Since I've been on a sports kick for the past few posts, I thought I'd follow up today with a nice example of the second thing that really bothers me about sports today: the fact that superstitious Christian types have taken it over. You know the kind of athlete I'm talking about. The guy who spends years practicing and training and straining to become great, and then makes a big play and attributes it to Jesus (curiously, Jesus is never blamed when the guy screws up). I challenge anyone to show me tape of Jesus having his ass out on the practice field just
once. These guys are successful because they've worked hard and sacrificed a lot to become that good, yet they have to attribute their success to some kind of vaguely defined yet highly personalized supernatural force.
This behavior is not accidental. These athletes were targeted at a young age by fundamentalist recruiters who recognized that athletes are frequently ... to put it kindly ... prone to accept groupthink and authority. And why target athletes? I'd wager that the main, largely unspoken motivation is
money.

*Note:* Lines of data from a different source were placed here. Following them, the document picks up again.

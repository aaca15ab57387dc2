#![forbid(unsafe_code)]

//! Component tree: arena of nodes, lifecycle, dirty propagation.
//!
//! Per the engine's design notes, component↔parent links never use owning
//! back-pointers: the tree is an arena of [`Node`]s indexed by stable
//! [`ComponentId`]s, and parent/child edges are plain ID pairs. The tree
//! owns every node; dropping a subtree's root ID from the arena is the only
//! way a component goes away.

use std::collections::VecDeque;
use std::panic::{catch_unwind, AssertUnwindSafe};

use ftui_core::event::{KeyEvent, MouseEvent};
use ftui_core::geometry::Rect;

use crate::engine::{LifecycleError, RenderContext};

/// Stable identifier for a node in the component arena.
///
/// IDs are never reused while a node referencing them could still be alive
/// in a caller's hands (the arena only recycles a slot after `unmount` has
/// fully removed it), but callers should still treat an ID as opaque and
/// let [`ComponentTree`] validate it.
pub type ComponentId = u32;

/// What a component's `render` produces: a frame-local snapshot, not a
/// stream. The engine consumes it once per composite pass.
#[derive(Debug, Clone, Default, PartialEq, Eq)]
pub struct Output {
    /// Rendered lines, top to bottom, relative to the component's bounds.
    pub lines: Vec<String>,
    /// Requested cursor position, relative to the component's bounds.
    pub cursor: Option<(u16, u16)>,
}

impl Output {
    /// Build an output from plain lines with no cursor request.
    #[must_use]
    pub fn new(lines: impl IntoIterator<Item = impl Into<String>>) -> Self {
        Self {
            lines: lines.into_iter().map(Into::into).collect(),
            cursor: None,
        }
    }

    /// Build a single-line output, e.g. for error banners.
    #[must_use]
    pub fn line(text: impl Into<String>) -> Self {
        Self {
            lines: vec![text.into()],
            cursor: None,
        }
    }
}

/// The result of attempting to render one component this frame.
#[derive(Debug, Clone, PartialEq, Eq)]
pub enum RenderOutcome {
    /// `render` returned normally.
    Rendered(Output),
    /// `render` panicked; `message` is the panic payload, shown as an error
    /// banner in place of the component's real output. The component's
    /// dirty flag stays set so the next frame retries it.
    Failed(String),
}

/// Which interactive capabilities a component exposes to the engine.
///
/// These are advisory: the engine still performs hit-testing and bounds
/// checks before honoring them, and ignores `draggable`/`resizable` in
/// inline mode entirely (see the engine's Open Question on z-index).
#[derive(Debug, Clone, Copy, Default, PartialEq, Eq)]
pub struct Capabilities {
    /// Can receive keyboard focus and `tab`/`shift-tab` traversal.
    pub focusable: bool,
    /// Can be dragged by its body when the engine claims a press.
    pub draggable: bool,
    /// Can be resized via an edge/corner handle band.
    pub resizable: bool,
}

/// The behavior contract every tree node implements.
///
/// All methods have inert defaults except `render`, since a component with
/// no interactive behavior is still a valid, commonly-needed leaf (e.g. a
/// static label).
pub trait Component {
    /// One-shot initialization. Called exactly once, before the first
    /// render, when the node is attached to the tree.
    fn mount(&mut self, _ctx: &RenderContext) {}

    /// Teardown. Called exactly once, in post-order over children, when the
    /// node (or an ancestor) is removed from the tree.
    fn unmount(&mut self) {}

    /// Pure function of current state: the lines (and optional cursor hint)
    /// to composite at this node's bounds. Called only during composition.
    fn render(&self) -> Output;

    /// Handle a decoded key event. Returns `true` if consumed (stops
    /// bubbling to the parent), `false` to let it continue upward.
    fn handle_key(&mut self, _event: KeyEvent) -> bool {
        false
    }

    /// Handle a mouse event after hit-testing has selected this component.
    /// Same consumed/bubble convention as `handle_key`.
    fn handle_mouse(&mut self, _event: MouseEvent) -> bool {
        false
    }

    /// Notifies the component that its resolved bounds changed size; the
    /// component should invalidate any cached geometry but not re-render
    /// synchronously (that happens on the next composite pass).
    fn on_resize(&mut self, _width: u16, _height: u16) {}
}

struct Node {
    component: Box<dyn Component>,
    parent: Option<ComponentId>,
    children: Vec<ComponentId>,
    bounds: Rect,
    z: i32,
    visible: bool,
    focusable: bool,
    caps: Capabilities,
    dirty: bool,
    mounted: bool,
}

/// An event the tree emits for its own mutation hooks (`add_child` /
/// `remove_child`). The engine drains these after each dispatch to update
/// any bookkeeping that cares about structural changes (e.g. re-snapshotting
/// the layer list).
#[derive(Debug, Clone, Copy, PartialEq, Eq)]
pub enum TreeEvent {
    /// A child was attached under `parent`.
    ChildAdded {
        /// The parent the child was attached to.
        parent: ComponentId,
        /// The newly attached child.
        child: ComponentId,
    },
    /// A child (and its subtree) was detached from `parent`.
    ChildRemoved {
        /// The parent the child was detached from.
        parent: ComponentId,
        /// The detached child.
        child: ComponentId,
    },
    /// A component gained keyboard focus.
    Focus(ComponentId),
    /// A component lost keyboard focus.
    Blur(ComponentId),
}

/// The component arena: owns every mounted node, the dirty set, and the
/// focus cursor.
#[derive(Default)]
pub struct ComponentTree {
    nodes: Vec<Option<Node>>,
    free: Vec<ComponentId>,
    root: Option<ComponentId>,
    dirty: Vec<bool>,
    focus: Option<ComponentId>,
    events: VecDeque<TreeEvent>,
}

Weak-minded, authority-accepting jocks make huge amounts of money these days, which means they won't miss the few millions that get siphoned off over a few years by Reverend Billy Bob's Old Time Gospel Ministry. Jocks are a bottomless well of money -- money that can then be turned around to brainwash generations of adoring young people and keep us intellectually mired in the 14th century. I would argue that the flow of money from athletes to preachers contributes greatly to our country's medieval attitudes toward science, reason, and logic. Hence, when these cash-laden jocks-for-Jesus blatantly (and unknowingly) demonstrate that their superstition is just plain old hooey, I think we really need to point this out.

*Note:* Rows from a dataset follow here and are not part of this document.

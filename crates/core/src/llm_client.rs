use anyhow::{Context, Result, anyhow};
use async_openai::{
    Client,
    config::OpenAIConfig,
    types::{ChatCompletionRequestUserMessageArgs, CreateChatCompletionRequestArgs},
};
use async_trait::async_trait;
use std::time::Duration;
use tracing::{debug, instrument};

/// Default base URL of Gemini's OpenAI-compatible endpoint.
pub const GEMINI_OPENAI_BASE: &str = "https://generativelanguage.googleapis.com/v1beta/openai";

/// A model that turns a prompt into text.
#[cfg_attr(test, mockall::automock)]
#[async_trait]
pub trait TextGenerator: Send + Sync {
    /// Makes a single, non-streaming call and returns the generated text.
    async fn generate(&self, prompt: &str) -> Result<String>;
}

/// An implementation of `TextGenerator` for any OpenAI-compatible API.
pub struct OpenAICompatibleGenerator {
    client: Client<OpenAIConfig>,
    model: String,
    timeout: Duration,
}

impl OpenAICompatibleGenerator {
    /// Creates a new generator.
    ///
    /// # Arguments
    ///
    /// * `config` - The configuration for the OpenAI client, including API key and base URL.
    /// * `model` - The model identifier to use for chat completions (e.g., "gemini-1.5-flash").
    /// * `timeout` - Upper bound on a single generation call.
    pub fn new(config: OpenAIConfig, model: String, timeout: Duration) -> Self {
        Self {
            client: Client::with_config(config),
            model,
            timeout,
        }
    }

    /// Creates a generator pointed at Gemini's OpenAI-compatible endpoint.
    pub fn gemini(api_key: &str, api_base: &str, model: String, timeout: Duration) -> Self {
        let config = OpenAIConfig::new()
            .with_api_key(api_key)
            .with_api_base(api_base);
        Self::new(config, model, timeout)
    }

    pub fn model(&self) -> &str {
        &self.model
    }
}

#[async_trait]
impl TextGenerator for OpenAICompatibleGenerator {
    #[instrument(name = "llm_generate", skip_all, fields(model = %self.model))]
    async fn generate(&self, prompt: &str) -> Result<String> {
        let request = CreateChatCompletionRequestArgs::default()
            .model(&self.model)
            .messages(vec![
                ChatCompletionRequestUserMessageArgs::default()
                    .content(prompt.to_string())
                    .build()?
                    .into(),
            ])
            .build()?;

        let response = tokio::time::timeout(self.timeout, self.client.chat().create(request))
            .await
            .map_err(|_| anyhow!("model call timed out after {:?}", self.timeout))??;

        let answer = response
            .choices
            .first()
            .context("No response choice from LLM")?
            .message
            .content
            .clone()
            .context("No content in LLM response")?;

        debug!(chars = answer.len(), "Received model output");
        Ok(answer)
    }
}

#[cfg(test)]
mod tests {
    use super::*;
    use tokio::net::TcpListener;

    #[tokio::test]
    async fn test_generate_times_out_on_silent_server() {
        // Accepts connections and never answers.
        let listener = TcpListener::bind("127.0.0.1:0").await.unwrap();
        let addr = listener.local_addr().unwrap();
        let server = tokio::spawn(async move {
            let mut held = Vec::new();
            while let Ok((socket, _)) = listener.accept().await {
                held.push(socket);
            }
        });

        let generator = OpenAICompatibleGenerator::gemini(
            "test-key",
            &format!("http://{addr}"),
            "gemini-test".to_string(),
            Duration::from_millis(200),
        );
        let err = generator.generate("hello").await.unwrap_err();

        assert!(err.to_string().contains("timed out after"), "{err}");
        server.abort();
    }

    #[test]
    fn test_gemini_keeps_model() {
        let generator = OpenAICompatibleGenerator::gemini(
            "test-key",
            GEMINI_OPENAI_BASE,
            "gemini-1.5-flash".to_string(),
            Duration::from_secs(1),
        );
        assert_eq!(generator.model(), "gemini-1.5-flash");
    }
}
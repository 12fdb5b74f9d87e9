//! Core logic of the tutor agent: message models, prompt templates, the
//! language model seam and the service that answers tutoring requests.

pub mod chat;
pub mod error;
pub mod llm_client;
pub mod messages;
pub mod prompts;
pub mod tutor;

pub use error::TutorError;
pub use messages::{
    AIResponse, CurriculumRequest, Model, ProjectRequest, QuizRequest, RequestKind,
    SocraticRequest, TutorRequest,
};
pub use tutor::TutorService;
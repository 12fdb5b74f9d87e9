//! Shared Application State
//!
//! This module defines the `AppState` struct, which holds the shared,
//! clonable resources handed to every handler.

use crate::{dispatch::Dispatcher, mailbox::Mailbox};
use std::sync::Arc;
use tutor_core::TutorService;

/// The shared application state, created once at startup and passed to all handlers.
#[derive(Clone)]
pub struct AppState {
    pub dispatcher: Arc<Dispatcher>,
    pub mailbox: Arc<Mailbox>,
}

impl AppState {
    pub fn tutor(&self) -> &TutorService {
        self.dispatcher.tutor()
    }
}
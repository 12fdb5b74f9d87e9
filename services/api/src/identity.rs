//! Agent Identity
//!
//! An agent is known by a stable address derived from its seed phrase, so a
//! restarted agent keeps receiving mail sent to the same address.

use serde::Serialize;
use utoipa::ToSchema;
use uuid::Uuid;

const ADDRESS_PREFIX: &str = "agent1q";

#[derive(Serialize, ToSchema, Debug, Clone, PartialEq, Eq)]
pub struct AgentIdentity {
    #[schema(example = "Tutor Agent")]
    pub name: String,
    pub address: String,
}

impl AgentIdentity {
    /// Derives the identity for `seed`. The same seed always yields the same address.
    pub fn from_seed(name: impl Into<String>, seed: &str) -> Self {
        let digest = Uuid::new_v5(&Uuid::NAMESPACE_OID, seed.as_bytes());
        Self {
            name: name.into(),
            address: format!("{ADDRESS_PREFIX}{}", digest.simple()),
        }
    }

    pub fn is_address(candidate: &str) -> bool {
        candidate
            .strip_prefix(ADDRESS_PREFIX)
            .is_some_and(|rest| !rest.is_empty() && rest.chars().all(|c| c.is_ascii_alphanumeric()))
    }
}
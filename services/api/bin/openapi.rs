use tutor_api::router::ApiDoc;
use utoipa::OpenApi;

/// Writes the OpenAPI document of the tutor agent, by default to `openapi.json`.
fn main() -> Result<(), Box<dyn std::error::Error>> {
    let path = std::env::args()
        .nth(1)
        .unwrap_or_else(|| "openapi.json".to_string());
    std::fs::write(&path, ApiDoc::openapi().to_pretty_json()?)?;
    println!("OpenAPI document written to {path}");
    Ok(())
}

That being said, today's prize for firing intellectual blanks goes to Seahawks running back and 2005 NFL MVP Shaun Alexander. On Monday, September 25th, the Seahawks announced that Shaun had a cracked bone in his foot and would be out for 4-6 weeks while it healed. Shaun, in typical evangelical fashion, came out shortly thereafter and said he'd be ready to go the next week because he'd been healed by "the power of prayer". Fortunately, the team physicians had enough sense to use the secular, objectively-arrived-at technology at their disposal to assess the injury. Turns out Shaun could have prayed until his knees were bloody .... the bone did not magically heal in less than a week. In fact, as of today, he's still on the mend. Maybe by next week (which falls into the medically predicted 4-6 weeks) he'll be ready to go.

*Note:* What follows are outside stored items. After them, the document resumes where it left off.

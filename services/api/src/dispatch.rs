//! Request Dispatcher
//!
//! Routes an inbound envelope to the handler for its schema and delivers
//! every reply to the sender's mailbox. Direct requests get exactly one
//! `AIResponse`; chat messages get an acknowledgement followed by one reply
//! per actionable content item.

use std::collections::{HashSet, VecDeque};
use std::sync::Arc;
use tokio::sync::Mutex;
use tracing::{debug, info, instrument, warn};
use tutor_core::{
    AIResponse, Model, RequestKind, TutorError, TutorRequest, TutorService,
    chat::{
        ChatAcknowledgement, ChatCommand, ChatContent, ChatMessage, FALLBACK_TEXT, FAREWELL_TEXT,
        HELP_TEXT, WELCOME_TEXT,
    },
};
use uuid::Uuid;

use crate::{
    identity::AgentIdentity,
    mailbox::Mailbox,
    models::{ENVELOPE_VERSION, Envelope},
};

#[derive(Debug, thiserror::Error)]
pub enum DispatchError {
    #[error("Unsupported envelope version {0}")]
    UnsupportedVersion(u32),
    #[error("Envelope target '{0}' does not match this agent")]
    WrongTarget(String),
    #[error("Invalid sender address '{0}'")]
    InvalidSender(String),
    #[error("Unsupported message schema '{0}'")]
    UnsupportedSchema(String),
    #[error("Malformed {schema} payload: {source}")]
    MalformedPayload {
        schema: String,
        #[source]
        source: serde_json::Error,
    },
    #[error("Failed to encode reply: {0}")]
    Encode(#[from] serde_json::Error),
}

/// Schemas this agent accepts in inbound envelopes.
pub const ACCEPTED_SCHEMAS: [&str; 6] = [
    tutor_core::CurriculumRequest::SCHEMA,
    tutor_core::SocraticRequest::SCHEMA,
    tutor_core::QuizRequest::SCHEMA,
    tutor_core::ProjectRequest::SCHEMA,
    ChatMessage::SCHEMA,
    ChatAcknowledgement::SCHEMA,
];

/// Chat sessions that sent a start-session and have not ended yet.
///
/// Holds at most `limit` sessions; opening one more forgets the session that
/// was opened first.
struct OpenSessions {
    limit: usize,
    open: HashSet<Uuid>,
    order: VecDeque<Uuid>,
}

impl OpenSessions {
    fn new(limit: usize) -> Self {
        Self {
            limit: limit.max(1),
            open: HashSet::new(),
            order: VecDeque::new(),
        }
    }

    fn open(&mut self, session: Uuid) {
        if !self.open.insert(session) {
            return;
        }
        self.order.push_back(session);
        while self.order.len() > self.limit {
            if let Some(oldest) = self.order.pop_front() {
                self.open.remove(&oldest);
                debug!(session = %oldest, "Open session limit reached, forgetting oldest session");
            }
        }
    }

    fn close(&mut self, session: Uuid) {
        if self.open.remove(&session) {
            self.order.retain(|s| *s != session);
        }
    }

    fn contains(&self, session: Uuid) -> bool {
        self.open.contains(&session)
    }

    fn len(&self) -> usize {
        self.open.len()
    }
}

pub struct Dispatcher {
    identity: AgentIdentity,
    tutor: TutorService,
    mailbox: Arc<Mailbox>,
    open_sessions: Mutex<OpenSessions>,
}

impl Dispatcher {
    pub fn new(
        identity: AgentIdentity,
        tutor: TutorService,
        mailbox: Arc<Mailbox>,
        max_open_sessions: usize,
    ) -> Self {
        Self {
            identity,
            tutor,
            mailbox,
            open_sessions: Mutex::new(OpenSessions::new(max_open_sessions)),
        }
    }

    pub fn identity(&self) -> &AgentIdentity {
        &self.identity
    }

    pub fn tutor(&self) -> &TutorService {
        &self.tutor
    }

    pub async fn is_session_open(&self, session: Uuid) -> bool {
        self.open_sessions.lock().await.contains(session)
    }

    pub async fn open_session_count(&self) -> usize {
        self.open_sessions.lock().await.len()
    }

    /// Handles one inbound envelope and returns how many replies were delivered.
    #[instrument(skip_all, fields(sender = %envelope.sender, schema = %envelope.schema, session = %envelope.session))]
    pub async fn dispatch(&self, envelope: Envelope) -> Result<usize, DispatchError> {
        if envelope.version != ENVELOPE_VERSION {
            return Err(DispatchError::UnsupportedVersion(envelope.version));
        }
        if envelope.target != self.identity.address {
            return Err(DispatchError::WrongTarget(envelope.target));
        }
        if !AgentIdentity::is_address(&envelope.sender) {
            return Err(DispatchError::InvalidSender(envelope.sender));
        }

        let malformed = |source| DispatchError::MalformedPayload {
            schema: envelope.schema.clone(),
            source,
        };

        let direct = TutorRequest::from_schema(&envelope.schema, envelope.payload.clone())
            .map_err(malformed)?;
        if let Some(request) = direct {
            let reply = self.answer_direct(&request).await;
            self.mailbox.deliver(envelope.reply(&reply)?).await;
            return Ok(1);
        }

        if let Some(decoded) = envelope.decode::<ChatMessage>() {
            let msg = decoded.map_err(malformed)?;
            return self.handle_chat(&envelope, msg).await;
        }

        if let Some(decoded) = envelope.decode::<ChatAcknowledgement>() {
            let ack = decoded.map_err(malformed)?;
            info!(acknowledged = %ack.acknowledged_msg_id, "✅ Received acknowledgement");
            return Ok(0);
        }

        Err(DispatchError::UnsupportedSchema(envelope.schema))
    }

    /// Answers a direct request; failures become the reply text.
    async fn answer_direct(&self, request: &TutorRequest) -> AIResponse {
        match self.tutor.answer(request).await {
            Ok(response) => response,
            Err(e) => {
                warn!(error = %e, "Direct request failed");
                AIResponse {
                    response: failure_text(request.kind(), &e),
                }
            }
        }
    }

    async fn handle_chat(
        &self,
        envelope: &Envelope,
        msg: ChatMessage,
    ) -> Result<usize, DispatchError> {
        info!("📨 Received chat message");
        let mut delivered = 0;

        self.mailbox
            .deliver(envelope.reply(&ChatAcknowledgement::for_message(&msg))?)
            .await;
        delivered += 1;

        for item in msg.content {
            let reply = match item {
                ChatContent::StartSession => {
                    info!("🟢 Session started");
                    self.open_sessions.lock().await.open(envelope.session);
                    ChatMessage::text(WELCOME_TEXT, false)
                }
                ChatContent::Text { text } => {
                    info!(text = %text, "💬 Text message");
                    ChatMessage::text(self.respond_to_text(&text).await, false)
                }
                ChatContent::EndSession => {
                    info!("🔴 Session ended");
                    self.open_sessions.lock().await.close(envelope.session);
                    ChatMessage::text(FAREWELL_TEXT, true)
                }
                ChatContent::Unknown => {
                    info!("❓ Received unexpected content type");
                    continue;
                }
            };

            self.mailbox.deliver(envelope.reply(&reply)?).await;
            delivered += 1;
        }

        Ok(delivered)
    }

    async fn respond_to_text(&self, text: &str) -> String {
        match ChatCommand::parse(text) {
            ChatCommand::Generate { kind, subject } => {
                let request = TutorRequest::new(kind, subject);
                self.answer_direct(&request).await.response
            }
            ChatCommand::Help => HELP_TEXT.to_string(),
            ChatCommand::General(message) => match self.tutor.general(&message).await {
                Ok(answer) => answer,
                Err(e) => {
                    warn!(error = %e, "General tutoring request failed");
                    FALLBACK_TEXT.to_string()
                }
            },
        }
    }
}

/// Reply text for a request that could not be answered.
fn failure_text(kind: RequestKind, error: &TutorError) -> String {
    match error {
        TutorError::Generation { .. } | TutorError::EmptyResponse { .. } => error.to_string(),
        other => format!("Error generating {kind}: {other}"),
    }
}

What should this teach us? That prayer is powerless to change reality. It may make believers feel better, and it may have a placebo effect in non-serious cases, but when stacked up against the power of logic, reason, technology, and evidence-based medicine -- when its actual, objective efficacy is examined, it's pretty useless. Moreover, every news/sports reporter worth his salt should be riding Shaun about this mercilessly. This man uses his celebrity status to raise money for his favorite preacher/church/outreach ministry, and he has demonstrably shown -- in public, no less -- that he's selling snake oil. He was not magically healed by prayer (or anything else, for that matter). He has objectively demonstrated that the very thing that he's advocating did
not do what he claimed it would.
When a politician does this, most would agree that he or she has betrayed the public trust. When a business does this, we can take it to court for false advertising. Why doesn't this simple, fair, and reasonable standard apply to religion and its advocates?